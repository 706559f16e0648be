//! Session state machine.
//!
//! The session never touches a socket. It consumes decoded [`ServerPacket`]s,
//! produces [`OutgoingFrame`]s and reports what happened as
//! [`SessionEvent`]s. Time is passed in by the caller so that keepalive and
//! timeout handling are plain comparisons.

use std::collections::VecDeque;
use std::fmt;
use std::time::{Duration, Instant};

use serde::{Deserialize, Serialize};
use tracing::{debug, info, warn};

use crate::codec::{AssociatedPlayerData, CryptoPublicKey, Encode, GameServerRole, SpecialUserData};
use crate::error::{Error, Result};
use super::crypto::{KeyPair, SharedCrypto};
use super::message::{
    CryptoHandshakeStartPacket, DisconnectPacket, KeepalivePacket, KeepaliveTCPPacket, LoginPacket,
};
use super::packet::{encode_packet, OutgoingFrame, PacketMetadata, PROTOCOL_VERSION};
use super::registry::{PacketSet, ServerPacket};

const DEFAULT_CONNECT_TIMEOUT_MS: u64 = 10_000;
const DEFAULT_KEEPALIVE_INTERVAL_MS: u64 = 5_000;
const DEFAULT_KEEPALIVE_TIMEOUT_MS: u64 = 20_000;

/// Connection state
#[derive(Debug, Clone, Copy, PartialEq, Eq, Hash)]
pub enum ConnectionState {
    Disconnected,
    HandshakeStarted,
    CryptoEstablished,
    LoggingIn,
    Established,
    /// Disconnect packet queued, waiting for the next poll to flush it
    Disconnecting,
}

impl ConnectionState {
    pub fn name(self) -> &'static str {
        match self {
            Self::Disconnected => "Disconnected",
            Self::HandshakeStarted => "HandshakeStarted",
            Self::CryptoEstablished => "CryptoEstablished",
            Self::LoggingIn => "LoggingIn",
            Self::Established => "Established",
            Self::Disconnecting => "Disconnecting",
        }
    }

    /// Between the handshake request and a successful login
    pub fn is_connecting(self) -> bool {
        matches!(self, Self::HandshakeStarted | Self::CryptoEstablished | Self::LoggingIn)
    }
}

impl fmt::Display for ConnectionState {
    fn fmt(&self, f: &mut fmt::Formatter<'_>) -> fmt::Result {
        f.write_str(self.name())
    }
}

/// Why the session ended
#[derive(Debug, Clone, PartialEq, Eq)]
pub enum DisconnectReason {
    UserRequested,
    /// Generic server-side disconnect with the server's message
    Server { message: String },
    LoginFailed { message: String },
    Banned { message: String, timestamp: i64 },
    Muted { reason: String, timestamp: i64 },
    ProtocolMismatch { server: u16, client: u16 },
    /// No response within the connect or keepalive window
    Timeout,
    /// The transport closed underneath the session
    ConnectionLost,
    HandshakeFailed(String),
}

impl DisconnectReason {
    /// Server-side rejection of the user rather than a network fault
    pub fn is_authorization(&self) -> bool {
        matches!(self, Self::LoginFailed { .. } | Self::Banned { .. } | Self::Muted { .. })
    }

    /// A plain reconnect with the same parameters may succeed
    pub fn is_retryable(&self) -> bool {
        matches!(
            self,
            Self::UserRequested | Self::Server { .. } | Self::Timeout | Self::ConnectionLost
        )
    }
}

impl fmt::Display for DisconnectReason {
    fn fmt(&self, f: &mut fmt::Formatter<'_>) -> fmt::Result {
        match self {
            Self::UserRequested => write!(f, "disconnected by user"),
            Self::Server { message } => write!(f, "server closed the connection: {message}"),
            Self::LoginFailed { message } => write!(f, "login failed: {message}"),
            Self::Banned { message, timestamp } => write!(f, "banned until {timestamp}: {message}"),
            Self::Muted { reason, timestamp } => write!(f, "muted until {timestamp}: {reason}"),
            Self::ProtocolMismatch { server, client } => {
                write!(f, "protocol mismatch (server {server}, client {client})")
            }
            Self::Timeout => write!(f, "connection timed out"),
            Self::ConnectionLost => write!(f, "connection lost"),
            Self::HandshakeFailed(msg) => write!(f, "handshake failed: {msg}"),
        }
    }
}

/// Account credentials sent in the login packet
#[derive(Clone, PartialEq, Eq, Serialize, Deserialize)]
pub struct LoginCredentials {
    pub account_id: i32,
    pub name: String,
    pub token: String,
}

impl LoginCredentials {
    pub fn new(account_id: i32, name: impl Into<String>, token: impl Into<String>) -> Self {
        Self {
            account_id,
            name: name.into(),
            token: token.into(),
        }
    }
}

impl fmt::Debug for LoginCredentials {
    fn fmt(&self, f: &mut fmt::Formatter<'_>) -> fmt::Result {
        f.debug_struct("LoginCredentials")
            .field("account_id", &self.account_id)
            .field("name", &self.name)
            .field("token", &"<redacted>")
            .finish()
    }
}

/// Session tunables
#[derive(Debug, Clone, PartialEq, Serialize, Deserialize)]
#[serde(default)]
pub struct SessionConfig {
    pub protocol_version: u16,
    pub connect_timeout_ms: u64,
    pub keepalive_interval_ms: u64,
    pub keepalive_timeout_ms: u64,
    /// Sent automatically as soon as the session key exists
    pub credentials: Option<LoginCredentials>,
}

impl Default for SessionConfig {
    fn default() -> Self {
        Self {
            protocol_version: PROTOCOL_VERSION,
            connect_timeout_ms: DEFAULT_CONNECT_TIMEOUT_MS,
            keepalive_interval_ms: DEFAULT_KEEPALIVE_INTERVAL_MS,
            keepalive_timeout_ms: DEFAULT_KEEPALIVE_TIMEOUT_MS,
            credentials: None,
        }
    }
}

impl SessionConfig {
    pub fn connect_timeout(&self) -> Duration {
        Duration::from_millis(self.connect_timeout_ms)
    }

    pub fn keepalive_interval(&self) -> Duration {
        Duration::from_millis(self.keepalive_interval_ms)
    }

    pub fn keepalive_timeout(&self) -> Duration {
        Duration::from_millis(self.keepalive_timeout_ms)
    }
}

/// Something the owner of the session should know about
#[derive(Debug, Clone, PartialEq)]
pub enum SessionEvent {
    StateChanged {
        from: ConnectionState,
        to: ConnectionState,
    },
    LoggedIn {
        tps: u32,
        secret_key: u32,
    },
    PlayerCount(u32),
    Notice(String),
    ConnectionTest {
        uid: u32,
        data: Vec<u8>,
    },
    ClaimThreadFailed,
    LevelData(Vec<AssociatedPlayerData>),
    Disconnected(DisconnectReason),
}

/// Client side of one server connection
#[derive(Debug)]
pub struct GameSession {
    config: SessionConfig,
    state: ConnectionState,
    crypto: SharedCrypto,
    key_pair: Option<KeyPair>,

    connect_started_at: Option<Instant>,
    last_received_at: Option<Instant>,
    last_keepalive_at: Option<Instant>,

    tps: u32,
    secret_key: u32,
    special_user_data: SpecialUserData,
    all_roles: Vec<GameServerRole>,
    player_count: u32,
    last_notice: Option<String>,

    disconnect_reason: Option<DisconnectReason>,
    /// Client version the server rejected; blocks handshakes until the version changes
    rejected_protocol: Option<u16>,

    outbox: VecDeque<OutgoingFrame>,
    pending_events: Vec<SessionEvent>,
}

* TASK ITEM: Return all of the listing above exactly, leaving nothing out.

* REPLY:
repository 706559f16e0648be
//! Session state machine.
//!
//! The session never touches a socket. It consumes decoded [`ServerPacket`]s,
//! produces [`OutgoingFrame`]s and reports what happened as
//! [`SessionEvent`]s. Time is passed in by the caller so that keepalive and
//! timeout handling are plain comparisons.

use std::collections::VecDeque;
use std::fmt;
use std::time::{Duration, Instant};

use serde::{Deserialize, Serialize};
use tracing::{debug, info, warn};

use crate::codec::{AssociatedPlayerData, CryptoPublicKey, Encode, GameServerRole, SpecialUserData};
use crate::error::{Error, Result};
use super::crypto::{KeyPair, SharedCrypto};
use super::message::{
    CryptoHandshakeStartPacket, DisconnectPacket, KeepalivePacket, KeepaliveTCPPacket, LoginPacket,
};
use super::packet::{encode_packet, OutgoingFrame, PacketMetadata, PROTOCOL_VERSION};
use super::registry::{PacketSet, ServerPacket};

const DEFAULT_CONNECT_TIMEOUT_MS: u64 = 10_000;
const DEFAULT_KEEPALIVE_INTERVAL_MS: u64 = 5_000;
const DEFAULT_KEEPALIVE_TIMEOUT_MS: u64 = 20_000;

/// Connection state
#[derive(Debug, Clone, Copy, PartialEq, Eq, Hash)]
pub enum ConnectionState {
    Disconnected,
    HandshakeStarted,
    CryptoEstablished,
    LoggingIn,
    Established,
    /// Disconnect packet queued, waiting for the next poll to flush it
    Disconnecting,
}

impl ConnectionState {
    pub fn name(self) -> &'static str {
        match self {
            Self::Disconnected => "Disconnected",
            Self::HandshakeStarted => "HandshakeStarted",
            Self::CryptoEstablished => "CryptoEstablished",
            Self::LoggingIn => "LoggingIn",
            Self::Established => "Established",
            Self::Disconnecting => "Disconnecting",
        }
    }

    /// Between the handshake request and a successful login
    pub fn is_connecting(self) -> bool {
        matches!(self, Self::HandshakeStarted | Self::CryptoEstablished | Self::LoggingIn)
    }
}

impl fmt::Display for ConnectionState {
    fn fmt(&self, f: &mut fmt::Formatter<'_>) -> fmt::Result {
        f.write_str(self.name())
    }
}

/// Why the session ended
#[derive(Debug, Clone, PartialEq, Eq)]
pub enum DisconnectReason {
    UserRequested,
    /// Generic server-side disconnect with the server's message
    Server { message: String },
    LoginFailed { message: String },
    Banned { message: String, timestamp: i64 },
    Muted { reason: String, timestamp: i64 },
    ProtocolMismatch { server: u16, client: u16 },
    /// No response within the connect or keepalive window
    Timeout,
    /// The transport closed underneath the session
    ConnectionLost,
    HandshakeFailed(String),
}

impl DisconnectReason {
    /// Server-side rejection of the user rather than a network fault
    pub fn is_authorization(&self) -> bool {
        matches!(self, Self::LoginFailed { .. } | Self::Banned { .. } | Self::Muted { .. })
    }

    /// A plain reconnect with the same parameters may succeed
    pub fn is_retryable(&self) -> bool {
        matches!(
            self,
            Self::UserRequested | Self::Server { .. } | Self::Timeout | Self::ConnectionLost
        )
    }
}

impl fmt::Display for DisconnectReason {
    fn fmt(&self, f: &mut fmt::Formatter<'_>) -> fmt::Result {
        match self {
            Self::UserRequested => write!(f, "disconnected by user"),
            Self::Server { message } => write!(f, "server closed the connection: {message}"),
            Self::LoginFailed { message } => write!(f, "login failed: {message}"),
            Self::Banned { message, timestamp } => write!(f, "banned until {timestamp}: {message}"),
            Self::Muted { reason, timestamp } => write!(f, "muted until {timestamp}: {reason}"),
            Self::ProtocolMismatch { server, client } => {
                write!(f, "protocol mismatch (server {server}, client {client})")
            }
            Self::Timeout => write!(f, "connection timed out"),
            Self::ConnectionLost => write!(f, "connection lost"),
            Self::HandshakeFailed(msg) => write!(f, "handshake failed: {msg}"),
        }
    }
}

/// Account credentials sent in the login packet
#[derive(Clone, PartialEq, Eq, Serialize, Deserialize)]
pub struct LoginCredentials {
    pub account_id: i32,
    pub name: String,
    pub token: String,
}

impl LoginCredentials {
    pub fn new(account_id: i32, name: impl Into<String>, token: impl Into<String>) -> Self {
        Self {
            account_id,
            name: name.into(),
            token: token.into(),
        }
    }
}

impl fmt::Debug for LoginCredentials {
    fn fmt(&self, f: &mut fmt::Formatter<'_>) -> fmt::Result {
        f.debug_struct("LoginCredentials")
            .field("account_id", &self.account_id)
            .field("name", &self.name)
            .field("token", &"<redacted>")
            .finish()
    }
}

/// Session tunables
#[derive(Debug, Clone, PartialEq, Serialize, Deserialize)]
#[serde(default)]
pub struct SessionConfig {
    pub protocol_version: u16,
    pub connect_timeout_ms: u64,
    pub keepalive_interval_ms: u64,
    pub keepalive_timeout_ms: u64,
    /// Sent automatically as soon as the session key exists
    pub credentials: Option<LoginCredentials>,
}

impl Default for SessionConfig {
    fn default() -> Self {
        Self {
            protocol_version: PROTOCOL_VERSION,
            connect_timeout_ms: DEFAULT_CONNECT_TIMEOUT_MS,
            keepalive_interval_ms: DEFAULT_KEEPALIVE_INTERVAL_MS,
            keepalive_timeout_ms: DEFAULT_KEEPALIVE_TIMEOUT_MS,
            credentials: None,
        }
    }
}

impl SessionConfig {
    pub fn connect_timeout(&self) -> Duration {
        Duration::from_millis(self.connect_timeout_ms)
    }

    pub fn keepalive_interval(&self) -> Duration {
        Duration::from_millis(self.keepalive_interval_ms)
    }

    pub fn keepalive_timeout(&self) -> Duration {
        Duration::from_millis(self.keepalive_timeout_ms)
    }
}

/// Something the owner of the session should know about
#[derive(Debug, Clone, PartialEq)]
pub enum SessionEvent {
    StateChanged {
        from: ConnectionState,
        to: ConnectionState,
    },
    LoggedIn {
        tps: u32,
        secret_key: u32,
    },
    PlayerCount(u32),
    Notice(String),
    ConnectionTest {
        uid: u32,
        data: Vec<u8>,
    },
    ClaimThreadFailed,
    LevelData(Vec<AssociatedPlayerData>),
    Disconnected(DisconnectReason),
}

/// Client side of one server connection
#[derive(Debug)]
pub struct GameSession {
    config: SessionConfig,
    state: ConnectionState,
    crypto: SharedCrypto,
    key_pair: Option<KeyPair>,

    connect_started_at: Option<Instant>,
    last_received_at: Option<Instant>,
    last_keepalive_at: Option<Instant>,

    tps: u32,
    secret_key: u32,
    special_user_data: SpecialUserData,
    all_roles: Vec<GameServerRole>,
    player_count: u32,
    last_notice: Option<String>,

    disconnect_reason: Option<DisconnectReason>,
    /// Client version the server rejected; blocks handshakes until the version changes
    rejected_protocol: Option<u16>,

    outbox: VecDeque<OutgoingFrame>,
    pending_events: Vec<SessionEvent>,
}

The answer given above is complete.